### TASK STATEMENT
For the records that follow, give the number of lines containing the word "retain", with no added text.
#### RECORDS SUPPLIED ####
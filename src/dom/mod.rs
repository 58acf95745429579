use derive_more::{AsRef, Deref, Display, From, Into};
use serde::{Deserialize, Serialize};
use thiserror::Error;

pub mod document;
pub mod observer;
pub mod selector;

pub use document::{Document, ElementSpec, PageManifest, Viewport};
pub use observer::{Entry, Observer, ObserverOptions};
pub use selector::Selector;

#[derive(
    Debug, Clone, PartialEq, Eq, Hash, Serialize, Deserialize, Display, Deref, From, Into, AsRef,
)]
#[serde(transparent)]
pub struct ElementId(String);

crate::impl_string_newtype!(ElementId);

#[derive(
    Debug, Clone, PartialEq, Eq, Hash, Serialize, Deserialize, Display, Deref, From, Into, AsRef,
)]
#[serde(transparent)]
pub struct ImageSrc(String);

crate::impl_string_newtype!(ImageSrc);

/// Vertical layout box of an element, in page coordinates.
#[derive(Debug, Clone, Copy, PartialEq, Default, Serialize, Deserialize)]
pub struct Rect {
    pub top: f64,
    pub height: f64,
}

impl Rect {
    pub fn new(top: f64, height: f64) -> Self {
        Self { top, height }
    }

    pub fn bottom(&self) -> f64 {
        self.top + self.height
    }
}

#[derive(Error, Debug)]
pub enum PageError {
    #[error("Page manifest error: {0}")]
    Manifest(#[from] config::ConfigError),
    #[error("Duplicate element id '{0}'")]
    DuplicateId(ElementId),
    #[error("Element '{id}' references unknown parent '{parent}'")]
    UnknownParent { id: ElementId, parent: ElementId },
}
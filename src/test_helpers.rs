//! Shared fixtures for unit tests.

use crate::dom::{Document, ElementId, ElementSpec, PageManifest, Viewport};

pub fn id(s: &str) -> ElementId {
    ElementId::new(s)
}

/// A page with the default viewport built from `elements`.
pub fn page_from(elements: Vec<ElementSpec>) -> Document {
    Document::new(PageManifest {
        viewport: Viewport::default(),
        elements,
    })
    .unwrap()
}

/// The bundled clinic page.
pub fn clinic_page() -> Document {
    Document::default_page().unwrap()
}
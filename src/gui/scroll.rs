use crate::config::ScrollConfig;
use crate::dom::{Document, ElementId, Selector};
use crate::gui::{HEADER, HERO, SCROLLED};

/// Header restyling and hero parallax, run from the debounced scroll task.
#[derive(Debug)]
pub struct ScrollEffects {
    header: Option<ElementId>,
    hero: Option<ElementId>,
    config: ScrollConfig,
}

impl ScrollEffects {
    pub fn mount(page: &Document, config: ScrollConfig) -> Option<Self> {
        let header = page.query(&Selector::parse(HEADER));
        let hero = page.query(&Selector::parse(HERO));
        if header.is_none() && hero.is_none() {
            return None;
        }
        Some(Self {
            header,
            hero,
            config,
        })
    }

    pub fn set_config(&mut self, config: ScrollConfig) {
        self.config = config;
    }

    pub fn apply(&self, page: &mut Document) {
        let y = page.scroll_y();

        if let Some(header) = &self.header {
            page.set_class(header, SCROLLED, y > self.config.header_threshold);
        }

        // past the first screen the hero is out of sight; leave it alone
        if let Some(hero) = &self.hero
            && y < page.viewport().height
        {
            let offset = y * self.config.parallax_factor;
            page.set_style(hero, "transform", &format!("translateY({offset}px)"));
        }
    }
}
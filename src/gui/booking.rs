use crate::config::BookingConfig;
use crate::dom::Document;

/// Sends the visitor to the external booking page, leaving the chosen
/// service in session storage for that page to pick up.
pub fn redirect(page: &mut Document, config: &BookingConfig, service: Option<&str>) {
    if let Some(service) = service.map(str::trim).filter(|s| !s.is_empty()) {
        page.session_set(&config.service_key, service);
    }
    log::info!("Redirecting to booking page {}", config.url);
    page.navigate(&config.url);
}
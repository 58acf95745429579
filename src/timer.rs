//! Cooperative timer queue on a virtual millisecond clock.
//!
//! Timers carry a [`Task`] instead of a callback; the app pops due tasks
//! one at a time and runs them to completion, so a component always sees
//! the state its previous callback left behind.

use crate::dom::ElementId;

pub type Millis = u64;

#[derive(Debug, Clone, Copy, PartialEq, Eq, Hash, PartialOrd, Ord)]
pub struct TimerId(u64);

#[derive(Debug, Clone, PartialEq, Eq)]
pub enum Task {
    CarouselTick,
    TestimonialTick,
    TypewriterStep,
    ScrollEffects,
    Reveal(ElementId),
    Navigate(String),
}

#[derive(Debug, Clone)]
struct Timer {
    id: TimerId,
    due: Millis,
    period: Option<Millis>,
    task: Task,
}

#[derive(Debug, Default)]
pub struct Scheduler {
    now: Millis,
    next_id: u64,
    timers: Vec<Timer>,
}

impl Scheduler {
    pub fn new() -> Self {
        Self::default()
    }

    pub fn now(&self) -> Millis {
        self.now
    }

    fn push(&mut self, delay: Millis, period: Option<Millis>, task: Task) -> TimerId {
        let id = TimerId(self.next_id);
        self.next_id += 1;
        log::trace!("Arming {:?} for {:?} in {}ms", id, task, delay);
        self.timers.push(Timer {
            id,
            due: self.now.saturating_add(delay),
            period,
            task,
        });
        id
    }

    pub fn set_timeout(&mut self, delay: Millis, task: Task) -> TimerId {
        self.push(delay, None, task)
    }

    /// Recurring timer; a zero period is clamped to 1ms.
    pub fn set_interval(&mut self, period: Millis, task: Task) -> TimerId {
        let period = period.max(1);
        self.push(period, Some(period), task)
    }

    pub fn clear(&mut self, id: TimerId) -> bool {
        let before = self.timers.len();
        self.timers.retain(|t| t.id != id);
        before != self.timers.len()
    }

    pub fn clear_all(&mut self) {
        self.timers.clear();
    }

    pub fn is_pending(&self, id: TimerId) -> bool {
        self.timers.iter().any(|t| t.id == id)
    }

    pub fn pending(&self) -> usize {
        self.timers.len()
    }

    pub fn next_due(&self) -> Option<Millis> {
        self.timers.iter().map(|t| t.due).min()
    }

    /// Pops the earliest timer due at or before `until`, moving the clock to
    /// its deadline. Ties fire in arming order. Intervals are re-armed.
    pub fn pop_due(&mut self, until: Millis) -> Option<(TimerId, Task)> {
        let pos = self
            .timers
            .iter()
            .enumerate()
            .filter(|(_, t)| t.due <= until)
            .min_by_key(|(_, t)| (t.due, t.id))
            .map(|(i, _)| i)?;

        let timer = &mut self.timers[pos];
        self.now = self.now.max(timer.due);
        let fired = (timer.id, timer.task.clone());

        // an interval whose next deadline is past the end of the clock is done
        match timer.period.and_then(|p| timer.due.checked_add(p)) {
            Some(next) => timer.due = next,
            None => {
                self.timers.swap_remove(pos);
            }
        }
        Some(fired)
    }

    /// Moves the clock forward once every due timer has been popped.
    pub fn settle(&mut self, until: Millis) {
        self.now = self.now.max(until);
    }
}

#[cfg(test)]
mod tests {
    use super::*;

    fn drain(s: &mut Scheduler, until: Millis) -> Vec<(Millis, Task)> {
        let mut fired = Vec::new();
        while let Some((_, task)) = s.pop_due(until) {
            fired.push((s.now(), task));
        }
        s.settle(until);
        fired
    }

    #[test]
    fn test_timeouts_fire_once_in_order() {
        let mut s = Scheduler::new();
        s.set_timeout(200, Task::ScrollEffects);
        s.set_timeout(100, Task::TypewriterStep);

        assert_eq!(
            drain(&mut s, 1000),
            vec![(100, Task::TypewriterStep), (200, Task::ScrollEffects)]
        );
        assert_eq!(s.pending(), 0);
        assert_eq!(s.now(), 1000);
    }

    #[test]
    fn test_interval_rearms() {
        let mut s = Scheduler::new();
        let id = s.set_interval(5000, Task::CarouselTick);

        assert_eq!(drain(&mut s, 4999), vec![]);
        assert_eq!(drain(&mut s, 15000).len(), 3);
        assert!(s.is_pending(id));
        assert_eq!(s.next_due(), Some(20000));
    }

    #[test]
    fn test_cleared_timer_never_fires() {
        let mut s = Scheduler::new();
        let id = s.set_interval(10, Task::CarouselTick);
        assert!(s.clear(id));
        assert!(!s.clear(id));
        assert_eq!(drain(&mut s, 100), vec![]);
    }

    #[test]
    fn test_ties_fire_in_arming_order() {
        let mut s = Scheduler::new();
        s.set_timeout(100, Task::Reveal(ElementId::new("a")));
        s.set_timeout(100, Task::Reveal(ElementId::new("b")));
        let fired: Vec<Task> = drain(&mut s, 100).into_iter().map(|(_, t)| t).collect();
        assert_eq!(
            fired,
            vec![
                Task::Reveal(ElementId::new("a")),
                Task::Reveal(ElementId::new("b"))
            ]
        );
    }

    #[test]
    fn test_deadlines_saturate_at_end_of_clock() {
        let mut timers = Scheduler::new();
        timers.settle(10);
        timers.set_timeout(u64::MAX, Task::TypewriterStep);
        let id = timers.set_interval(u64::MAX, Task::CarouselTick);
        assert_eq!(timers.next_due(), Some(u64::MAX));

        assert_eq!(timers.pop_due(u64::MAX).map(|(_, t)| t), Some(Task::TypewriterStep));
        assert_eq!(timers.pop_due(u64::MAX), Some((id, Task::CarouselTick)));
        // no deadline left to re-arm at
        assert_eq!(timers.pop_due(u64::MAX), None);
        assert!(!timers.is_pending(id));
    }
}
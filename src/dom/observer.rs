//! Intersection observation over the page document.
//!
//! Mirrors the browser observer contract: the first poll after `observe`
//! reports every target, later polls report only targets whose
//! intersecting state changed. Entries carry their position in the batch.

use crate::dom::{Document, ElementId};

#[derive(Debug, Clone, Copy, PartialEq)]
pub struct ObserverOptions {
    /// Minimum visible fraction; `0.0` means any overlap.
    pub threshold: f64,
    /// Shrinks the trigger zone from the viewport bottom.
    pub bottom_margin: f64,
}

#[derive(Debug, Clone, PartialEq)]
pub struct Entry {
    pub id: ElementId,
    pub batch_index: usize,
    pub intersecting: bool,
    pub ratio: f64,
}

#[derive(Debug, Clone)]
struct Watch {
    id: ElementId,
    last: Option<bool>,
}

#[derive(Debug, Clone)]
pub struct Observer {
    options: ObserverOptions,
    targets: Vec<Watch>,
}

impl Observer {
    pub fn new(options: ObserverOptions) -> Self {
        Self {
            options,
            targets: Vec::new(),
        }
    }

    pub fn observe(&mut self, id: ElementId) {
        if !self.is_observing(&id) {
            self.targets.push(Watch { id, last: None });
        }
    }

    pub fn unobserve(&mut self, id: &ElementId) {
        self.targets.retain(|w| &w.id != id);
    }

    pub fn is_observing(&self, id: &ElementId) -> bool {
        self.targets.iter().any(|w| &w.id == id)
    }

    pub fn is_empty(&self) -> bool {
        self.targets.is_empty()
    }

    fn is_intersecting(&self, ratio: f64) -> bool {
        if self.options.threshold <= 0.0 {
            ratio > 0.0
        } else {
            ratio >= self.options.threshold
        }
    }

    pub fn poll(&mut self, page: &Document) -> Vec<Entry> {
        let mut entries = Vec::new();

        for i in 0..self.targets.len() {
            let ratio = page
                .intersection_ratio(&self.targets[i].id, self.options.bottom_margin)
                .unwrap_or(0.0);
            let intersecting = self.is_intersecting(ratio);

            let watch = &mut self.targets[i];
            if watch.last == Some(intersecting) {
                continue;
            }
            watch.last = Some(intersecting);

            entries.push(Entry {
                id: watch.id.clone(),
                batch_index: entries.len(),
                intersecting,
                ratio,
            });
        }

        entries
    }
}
####
### TASK SOLUTION
2